Carpetright only considers about half of its stores to be ‘core’ to its future. ‘However, the refurbished stores continue to outperform the uninvested estate, thereby giving us confidence to continue with the store modernisation strategy following the forthcoming equity capital fundraising.’ As long as it can secure a further £15m of short-term funding, it will ask shareholders to invest £60m in the chain.

‘Like-for-like sales in RoE fell by 8.3% in the final quarter against a similar trading background to that experienced in the UK, with the full year figure being an increase of 1.1%. As a result of the above, the group anticipates reporting an underlying pre-tax loss for the year ending 28 April 2018 in the region of £7m to £9m.’

Shareholders supported the CVA and a change to the articles of association that would have limited its ability to borrow more money.

Wilf Walsh, Carpetright ceo repeated that approval would see ‘tough but necessary actions needed to restore profitability and the proposed equity financing to recapitalise the business and enable Carpetright to address the competitive threat from a position of strength.’

Shareholders are expected to resolve the financing on 13 May, with the chain expecting the funds in early June.

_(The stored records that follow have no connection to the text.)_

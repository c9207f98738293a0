//! # authority-policy: Statement-based access decisions
//!
//! A policy decision point. Given JSON policy documents, a requested
//! resource/action and a typed attribute bag, it computes ALLOWED or DENIED.
//!
//! ## Architecture
//!
//! ```text
//! ┌─────────────────────────────────────────────┐
//! │  ResourceRequest                             │
//! │  (resource + action + typed attribute bag)   │
//! └─────────────────┬───────────────────────────┘
//!                   │
//!                   ▼
//! ┌─────────────────────────────────────────────┐
//! │  Decision Resolver                           │
//! │  ├─ Preconfigured error / override           │
//! │  ├─ Merge statements from every policy       │
//! │  ├─ Validate every effect                    │
//! │  ├─ Filter by resource + action              │
//! │  └─ Filter by condition                      │
//! │       ├─ AtLeastOne / MustHaveAll            │
//! │       ├─ Typed comparators                   │
//! │       ├─ Subject attributes                  │
//! │       └─ Named predicates                    │
//! └─────────────────┬───────────────────────────┘
//!                   │
//!                   ▼
//! ┌─────────────────────────────────────────────┐
//! │  Decision                                    │
//! │  - nothing applies   -> DENIED               │
//! │  - any Deny applies  -> DENIED               │
//! │  - otherwise         -> ALLOWED              │
//! └─────────────────────────────────────────────┘
//! ```
//!
//! Every error resolves to DENIED. A comparator that references an attribute
//! the request does not carry is an error, not a non-match.
//!
//! ## Examples
//!
//! ```
//! use authority_policy::{
//!     evaluate, parse_policies, EvaluationContext, ResourceRequest, ResultEffect,
//! };
//!
//! let policies = parse_policies(br#"[{
//!     "Version": 1,
//!     "PolicyID": "leave",
//!     "Statement": [
//!         { "Effect": "Allow", "Resource": "res:::leave", "Action": ["act:::leave:approve"] },
//!         {
//!             "Effect": "Deny",
//!             "Resource": "res:::leave",
//!             "Action": ["act:::leave:approve"],
//!             "Condition": { "AtLeastOne": { "status": { "StringEqual": "closed" } } }
//!         }
//!     ]
//! }]"#)
//! .unwrap();
//!
//! let ctx = EvaluationContext::new().with_policies(policies);
//!
//! let open = ResourceRequest::builder()
//!     .resource("res:::leave")
//!     .action("act:::leave:approve")
//!     .string("status", "open")
//!     .build();
//! assert_eq!(evaluate(&ctx, &open).unwrap(), ResultEffect::Allowed);
//!
//! let closed = ResourceRequest::builder()
//!     .resource("res:::leave")
//!     .action("act:::leave:approve")
//!     .string("status", "closed")
//!     .build();
//! assert_eq!(evaluate(&ctx, &closed).unwrap(), ResultEffect::Denied);
//! ```

pub mod attributes;
pub mod condition;
pub mod error;
pub mod evaluator;
pub mod parse;
pub mod policy;
pub mod predicate;
pub mod subject;

// Kani proofs for bounded model checking
#[cfg(any(test, kani))]
mod kani_proofs;

#[cfg(test)]
mod tests;

pub use attributes::{AttributeValue, Properties, RequestBuilder, ResourceRequest, ValueKind};
pub use condition::{Matcher, Quantifier};
pub use error::{BoxError, EvaluationError, ParseError};
pub use evaluator::{
    Decision, EvaluationContext, ResultEffect, StatementRef, ValidationOverride, decide, evaluate,
};
pub use parse::{load_policies, parse_policies, parse_policy};
pub use policy::{Comparator, ComparatorMap, Condition, Effect, PolicyDocument, Statement, ValidationFunc};
pub use predicate::{PredicateError, PredicateRegistry, ValidationFunction};
pub use subject::{EmptySubject, JsonSubject, StaticSubject, SubjectAttributeResolver};
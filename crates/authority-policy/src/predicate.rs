//! Named custom predicates.
//!
//! A comparator's `ValidationFunc` names a predicate registered on the
//! evaluation context. The predicate receives the request's string attribute
//! as its first operand and one resolved second operand. Anything that goes
//! wrong here only makes that comparator not match.

use std::collections::HashMap;
use std::fmt;
use std::sync::Arc;

use thiserror::Error;

use crate::attributes::Properties;
use crate::error::BoxError;
use crate::policy::ValidationFunc;
use crate::subject::SubjectAttributeResolver;

/// A caller-supplied predicate over two string operands.
pub type ValidationFunction = Arc<dyn Fn(&str, &str) -> Result<bool, BoxError> + Send + Sync>;

/// Non-fatal predicate failures.
#[derive(Debug, Error)]
pub enum PredicateError {
    #[error("validation func {function} has no second operand")]
    NoOperand { function: String },

    #[error("validation func {function} has more than one second operand")]
    AmbiguousOperand { function: String },

    #[error("validation func {function} is not registered")]
    Unregistered { function: String },

    #[error("validation func {function} operand {key} not found in string properties of resource")]
    MissingOperandAttribute { function: String, key: String },

    #[error("validation func {function} failed: {source}")]
    Failed {
        function: String,
        #[source]
        source: BoxError,
    },
}

/// Registry of named predicates, scoped to one evaluation context.
#[derive(Clone, Default)]
pub struct PredicateRegistry {
    functions: HashMap<String, ValidationFunction>,
}

impl fmt::Debug for PredicateRegistry {
    fn fmt(&self, f: &mut fmt::Formatter<'_>) -> fmt::Result {
        let mut names: Vec<&str> = self.functions.keys().map(String::as_str).collect();
        names.sort_unstable();
        f.debug_struct("PredicateRegistry")
            .field("functions", &names)
            .finish()
    }
}

impl PredicateRegistry {
    pub fn new() -> Self {
        Self::default()
    }

    /// Registers `function` under `name`, replacing any previous registration.
    pub fn register<F>(&mut self, name: impl Into<String>, function: F)
    where
        F: Fn(&str, &str) -> Result<bool, BoxError> + Send + Sync + 'static,
    {
        self.functions.insert(name.into(), Arc::new(function));
    }

    /// Registers a predicate (builder pattern).
    pub fn with<F>(mut self, name: impl Into<String>, function: F) -> Self
    where
        F: Fn(&str, &str) -> Result<bool, BoxError> + Send + Sync + 'static,
    {
        self.register(name, function);
        self
    }

    pub fn get(&self, name: &str) -> Option<&ValidationFunction> {
        self.functions.get(name)
    }

    pub fn contains(&self, name: &str) -> bool {
        self.functions.contains_key(name)
    }

    pub fn len(&self) -> usize {
        self.functions.len()
    }

    pub fn is_empty(&self) -> bool {
        self.functions.is_empty()
    }

    /// Runs the predicate named by `func` against `first`.
    ///
    /// `first` is the request's string attribute at the comparator's key.
    pub fn call(
        &self,
        func: &ValidationFunc,
        first: &str,
        properties: &Properties,
        subject: &dyn SubjectAttributeResolver,
    ) -> Result<bool, PredicateError> {
        let second = second_operand(func, properties, subject)?;
        let function = self
            .get(&func.function)
            .ok_or_else(|| PredicateError::Unregistered {
                function: func.function.clone(),
            })?;
        function(first, &second).map_err(|source| PredicateError::Failed {
            function: func.function.clone(),
            source,
        })
    }
}

/// Resolves the second operand from exactly one of its three sources.
pub fn second_operand(
    func: &ValidationFunc,
    properties: &Properties,
    subject: &dyn SubjectAttributeResolver,
) -> Result<String, PredicateError> {
    match (&func.string_arg, &func.prop_arg, &func.user_arg) {
        (Some(literal), None, None) => Ok(literal.clone()),
        (None, Some(key), None) => {
            properties
                .string
                .get(key)
                .cloned()
                .ok_or_else(|| PredicateError::MissingOperandAttribute {
                    function: func.function.clone(),
                    key: key.clone(),
                })
        }
        (None, None, Some(key)) => Ok(subject.resolve(key)),
        (None, None, None) => Err(PredicateError::NoOperand {
            function: func.function.clone(),
        }),
        _ => Err(PredicateError::AmbiguousOperand {
            function: func.function.clone(),
        }),
    }
}

// ============================================================================
// Tests
// ============================================================================
//! Cross-module tests for authority-policy

use proptest::prelude::*;
use test_case::test_case;

use crate::{
    Comparator, Condition, EvaluationContext, EvaluationError, JsonSubject, PolicyDocument,
    ResourceRequest, ResultEffect, Statement, ValidationFunc, decide, evaluate, parse_policies,
};

const RESOURCE: &str = "res:::leave";
const ACTION: &str = "act:::leave:approve";

fn context(policies: Vec<PolicyDocument>) -> EvaluationContext {
    EvaluationContext::new().with_policies(policies).without_audit()
}

// ============================================================================
// End-to-end scenarios
// ============================================================================

const LEAVE_POLICIES: &str = r#"[
    {
        "Version": 1,
        "PolicyID": "leave-approval",
        "Statement": [
            {
                "Effect": "Allow",
                "Resource": "res:::leave",
                "Action": ["act:::leave:approve", "act:::leave:view"],
                "Condition": {
                    "MustHaveAll": {
                        "prop:::leave:department": { "UserPropEqual": "user:::employee:department" },
                        "prop:::leave:days": { "IntegerIn": [1, 2, 3, 4, 5] }
                    }
                }
            },
            {
                "Effect": "Deny",
                "Resource": "res:::leave",
                "Action": ["act:::leave:approve"],
                "Condition": {
                    "AtLeastOne": {
                        "prop:::leave:owner": { "UserPropEqual": "user:::employee:id" },
                        "prop:::leave:locked": { "BooleanEqual": true }
                    }
                }
            }
        ]
    },
    {
        "Version": 1,
        "PolicyID": "leave-view",
        "Statement": [
            { "Effect": "Allow", "Resource": "res:::leave", "Action": ["act:::leave:view"] }
        ]
    }
]"#;

const MANAGER: &str = r#"{
    "employee": { "id": "e-100", "department": "finance", "title": "Manager" }
}"#;

fn leave_request(action: &str, owner: &str, days: i64, locked: bool) -> ResourceRequest {
    ResourceRequest::builder()
        .resource(RESOURCE)
        .action(action)
        .string("prop:::leave:department", "finance")
        .string("prop:::leave:owner", owner)
        .integer("prop:::leave:days", days)
        .boolean("prop:::leave:locked", locked)
        .build()
}

fn leave_context() -> EvaluationContext {
    let policies = parse_policies(LEAVE_POLICIES.as_bytes()).expect("parse leave policies");
    context(policies).with_subject(JsonSubject::from_json(MANAGER))
}

#[test_case(ACTION, "e-200", 3, false, ResultEffect::Allowed; "manager approves a colleague")]
#[test_case(ACTION, "e-100", 3, false, ResultEffect::Denied; "manager cannot approve own leave")]
#[test_case(ACTION, "e-200", 3, true, ResultEffect::Denied; "locked leave cannot be approved")]
#[test_case(ACTION, "e-200", 9, false, ResultEffect::Denied; "too many days")]
#[test_case("act:::leave:view", "e-100", 9, true, ResultEffect::Allowed; "view allowed by second policy")]
#[test_case("act:::leave:delete", "e-200", 3, false, ResultEffect::Denied; "unknown action")]
fn leave_scenarios(action: &str, owner: &str, days: i64, locked: bool, expected: ResultEffect) {
    let ctx = leave_context();
    let result = evaluate(&ctx, &leave_request(action, owner, days, locked));
    assert_eq!(result.unwrap(), expected);
}

#[test]
fn leave_request_missing_days_is_an_error() {
    let ctx = leave_context();
    let request = ResourceRequest::builder()
        .resource(RESOURCE)
        .action(ACTION)
        .string("prop:::leave:department", "finance")
        .string("prop:::leave:owner", "e-200")
        .boolean("prop:::leave:locked", false)
        .build();

    let err = evaluate(&ctx, &request).unwrap_err();
    assert!(err.to_string().contains("prop:::leave:days"), "{err}");
}

#[test]
fn decision_explains_surviving_statements() {
    let ctx = leave_context();
    let decision = decide(&ctx, &leave_request("act:::leave:view", "e-200", 3, false)).unwrap();

    let sources: Vec<(&str, usize)> = decision
        .matched
        .iter()
        .map(|s| (s.policy_id.as_str(), s.index))
        .collect();
    assert_eq!(sources, [("leave-approval", 0), ("leave-view", 0)]);
    assert_eq!(decision.effect, ResultEffect::Allowed);
}

#[test]
fn custom_predicate_with_prop_operand() {
    let policy = PolicyDocument::new("expense").with_statement(
        Statement::allow("res:::expense", ["act:::expense:submit"]).with_condition(
            Condition::new().with_must_have_all(
                "prop:::expense:currency",
                Comparator::new().with_validation_func(
                    ValidationFunc::new("matches_region_currency")
                        .with_prop_arg("prop:::expense:region_currency"),
                ),
            ),
        ),
    );
    let ctx = context(vec![policy]).with_predicate("matches_region_currency", |a, b| Ok(a == b));

    let request = |currency: &str| {
        ResourceRequest::builder()
            .resource("res:::expense")
            .action("act:::expense:submit")
            .string("prop:::expense:currency", currency)
            .string("prop:::expense:region_currency", "EUR")
            .build()
    };
    assert_eq!(evaluate(&ctx, &request("EUR")).unwrap(), ResultEffect::Allowed);
    assert_eq!(evaluate(&ctx, &request("USD")).unwrap(), ResultEffect::Denied);
}

#[test_case("Allow", true; "allow")]
#[test_case("Deny", true; "deny")]
#[test_case("allow", false; "lowercase allow")]
#[test_case("DENY", false; "uppercase deny")]
#[test_case("", false; "empty")]
#[test_case("Allow ", false; "trailing space")]
fn effect_validation(effect: &str, valid: bool) {
    let policy = PolicyDocument::new("p").with_statement(Statement::new(effect, "elsewhere", ["x"]));
    let result = evaluate(&context(vec![policy]), &ResourceRequest::new(RESOURCE, ACTION));

    if valid {
        assert_eq!(result.unwrap(), ResultEffect::Denied);
    } else {
        assert!(matches!(result, Err(EvaluationError::InvalidEffect { .. })));
    }
}

// ============================================================================
// Property-Based Tests
// ============================================================================

fn resource_strategy() -> impl Strategy<Value = String> {
    prop::sample::select(vec!["res:::a", "res:::b", "res:::c"]).prop_map(String::from)
}

fn action_strategy() -> impl Strategy<Value = String> {
    prop::sample::select(vec!["act:::read", "act:::write", "act:::delete"]).prop_map(String::from)
}

fn statement_strategy() -> impl Strategy<Value = Statement> {
    (
        any::<bool>(),
        resource_strategy(),
        prop::collection::vec(action_strategy(), 1..3),
    )
        .prop_map(|(deny, resource, actions)| {
            if deny {
                Statement::deny(resource, actions)
            } else {
                Statement::allow(resource, actions)
            }
        })
}

fn policies_strategy() -> impl Strategy<Value = Vec<PolicyDocument>> {
    prop::collection::vec(prop::collection::vec(statement_strategy(), 0..5), 0..4).prop_map(
        |policies| {
            policies
                .into_iter()
                .enumerate()
                .map(|(i, statements)| PolicyDocument {
                    version: 1,
                    policy_id: format!("policy-{i}"),
                    statements,
                })
                .collect()
        },
    )
}

proptest! {
    #![proptest_config(ProptestConfig::with_cases(256))]

    /// The decision equals the explicit-deny-wins resolution of applicable statements.
    #[test]
    fn prop_decision_matches_reference(
        policies in policies_strategy(),
        resource in resource_strategy(),
        action in action_strategy(),
    ) {
        let applicable: Vec<&Statement> = policies
            .iter()
            .flat_map(|p| &p.statements)
            .filter(|s| s.resource == resource && s.actions.contains(&action))
            .collect();
        let expected = if applicable.is_empty() || applicable.iter().any(|s| s.effect == "Deny") {
            ResultEffect::Denied
        } else {
            ResultEffect::Allowed
        };

        let ctx = context(policies);
        let result = evaluate(&ctx, &ResourceRequest::new(resource, action));
        prop_assert_eq!(result.unwrap(), expected);
    }

    /// A request nothing covers is denied without error.
    #[test]
    fn prop_default_deny(policies in policies_strategy(), action in action_strategy()) {
        let ctx = context(policies);
        let result = evaluate(&ctx, &ResourceRequest::new("res:::uncovered", action));
        prop_assert_eq!(result.unwrap(), ResultEffect::Denied);
    }

    /// One applicable Deny outweighs any number of Allows, in any position.
    #[test]
    fn prop_explicit_deny_wins(allows in 0usize..8, deny_at in 0usize..8) {
        let mut statements = vec![Statement::allow(RESOURCE, [ACTION]); allows];
        statements.insert(deny_at.min(allows), Statement::deny(RESOURCE, [ACTION]));
        let policy = PolicyDocument { version: 1, policy_id: "p".into(), statements };

        let result = evaluate(&context(vec![policy]), &ResourceRequest::new(RESOURCE, ACTION));
        prop_assert_eq!(result.unwrap(), ResultEffect::Denied);
    }

    /// Any non-empty set of applicable Allows is allowed.
    #[test]
    fn prop_all_allow(allows in 1usize..8, policies in 1usize..4) {
        let docs = (0..policies)
            .map(|i| PolicyDocument {
                version: 1,
                policy_id: format!("p{i}"),
                statements: vec![Statement::allow(RESOURCE, [ACTION]); allows],
            })
            .collect();

        let result = evaluate(&context(docs), &ResourceRequest::new(RESOURCE, ACTION));
        prop_assert_eq!(result.unwrap(), ResultEffect::Allowed);
    }

    /// Repeated evaluation with the same context and request agrees.
    #[test]
    fn prop_idempotent(
        policies in policies_strategy(),
        resource in resource_strategy(),
        action in action_strategy(),
    ) {
        let ctx = context(policies);
        let request = ResourceRequest::new(resource, action);
        let first = decide(&ctx, &request).unwrap();
        let second = decide(&ctx, &request).unwrap();
        prop_assert_eq!(first, second);
    }

    /// An integer comparator matches exactly when the value is in the list.
    #[test]
    fn prop_integer_in(value in -20i64..20, list in prop::collection::vec(-20i64..20, 0..6)) {
        let policy = PolicyDocument::new("p").with_statement(
            Statement::allow(RESOURCE, [ACTION]).with_condition(
                Condition::new().with_must_have_all("n", Comparator::new().with_integer_in(list.clone())),
            ),
        );
        let request = ResourceRequest::builder()
            .resource(RESOURCE)
            .action(ACTION)
            .integer("n", value)
            .build();

        let expected = if list.contains(&value) { ResultEffect::Allowed } else { ResultEffect::Denied };
        prop_assert_eq!(evaluate(&context(vec![policy]), &request).unwrap(), expected);
    }
}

Shareholders have been told that news on the further borrowing, an essential vital part of the restructuring without which management have warned the chain faces administration or liquidation, would be provided ‘soon’. This is expected within days.

As well as the underlying losses, Carpetright will have to pay 29.99% shareholder Meditor its arrangement fee for the £12.5m loan from March and a host of advisors fees. The loan is to be repaid in August.

The group again stressed that it was a going concern and the CVA restructuring did not mean it was in administration.